+++ Supplied information +++

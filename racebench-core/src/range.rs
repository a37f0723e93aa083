//! Work Ranges and Partitioning
//!
//! A `Range` is a half-open interval of work units. `partition` splits it
//! into contiguous chunks that tile the range exactly.

use crate::error::HarnessError;
use racebench_ipc::WireRange;
use serde::Serialize;
use std::fmt;

/// Half-open interval `[start, end)` of work units, `end >= start`.
#[derive(Debug, Clone, Copy, PartialEq, Eq, Hash, Serialize)]
pub struct Range {
    start: i64,
    end: i64,
}

/// A sub-range handed to one worker
pub type Chunk = Range;

impl Range {
    /// Create a range, rejecting `end < start`
    pub fn new(start: i64, end: i64) -> Result<Self, HarnessError> {
        if end < start {
            return Err(HarnessError::InvalidArgument(format!(
                "range end ({}) must be >= start ({})",
                end, start
            )));
        }
        Ok(Self { start, end })
    }

    /// Inclusive lower bound
    pub fn start(&self) -> i64 {
        self.start
    }

    /// Exclusive upper bound
    pub fn end(&self) -> i64 {
        self.end
    }

    /// Number of units in the range
    pub fn len(&self) -> u64 {
        self.end.abs_diff(self.start)
    }

    /// Whether the range holds no units
    pub fn is_empty(&self) -> bool {
        self.start == self.end
    }

    /// Iterate the units of the range in order
    pub fn units(&self) -> std::ops::Range<i64> {
        self.start..self.end
    }
}

impl fmt::Display for Range {
    fn fmt(&self, f: &mut fmt::Formatter<'_>) -> fmt::Result {
        write!(f, "[{}, {})", self.start, self.end)
    }
}

impl From<Range> for WireRange {
    fn from(range: Range) -> Self {
        WireRange {
            start: range.start,
            end: range.end,
        }
    }
}

impl TryFrom<WireRange> for Range {
    type Error = HarnessError;

    fn try_from(wire: WireRange) -> Result<Self, Self::Error> {
        Range::new(wire.start, wire.end)
    }
}

/// Split `range` into at most `chunk_count` contiguous chunks.
///
/// `step = max(1, len / chunk_count)`. Chunks are `step` units long except
/// the last, which also takes the remainder instead of leaving a short
/// trailing chunk. When `len < chunk_count` every unit becomes its own chunk.
/// An empty range yields no chunks.
pub fn partition(range: Range, chunk_count: usize) -> Result<Vec<Chunk>, HarnessError> {
    if chunk_count == 0 {
        return Err(HarnessError::InvalidArgument(
            "chunk count must be >= 1".to_string(),
        ));
    }

    let len = range.len();
    let step = (len / chunk_count as u64).max(1);
    let count = len.min(chunk_count as u64) as usize;
    let mut chunks = Vec::with_capacity(count);
    let mut start = range.start;

    for index in 0..count {
        // `step * (count - 1) <= len`, so the addition stays inside the range.
        let end = if index + 1 == count {
            range.end
        } else {
            start.saturating_add_unsigned(step)
        };
        chunks.push(Range { start, end });
        start = end;
    }

    Ok(chunks)
}

/// Validate a user-supplied count (workers, chunks, trials, tasks).
///
/// Counts arrive signed so that zero and negative values are reported as
/// `InvalidArgument` instead of being wrapped or clamped.
pub fn validate_count(name: &str, value: i64) -> Result<usize, HarnessError> {
    if value < 1 {
        return Err(HarnessError::InvalidArgument(format!(
            "{} must be >= 1 (got {})",
            name, value
        )));
    }
    usize::try_from(value)
        .map_err(|_| HarnessError::InvalidArgument(format!("{} is too large ({})", name, value)))
}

+++

- _The problem_: Your task is to set down exactly the lines from the line containing "pub fn validate_count(name: &str, value: i64)" to the end of the data above, including both ends.

- _Response to the exercise_:
pub fn validate_count(name: &str, value: i64) -> Result<usize, HarnessError> {
    if value < 1 {
        return Err(HarnessError::InvalidArgument(format!(
            "{} must be >= 1 (got {})",
            name, value
        )));
    }
    usize::try_from(value)
        .map_err(|_| HarnessError::InvalidArgument(format!("{} is too large ({})", name, value)))
}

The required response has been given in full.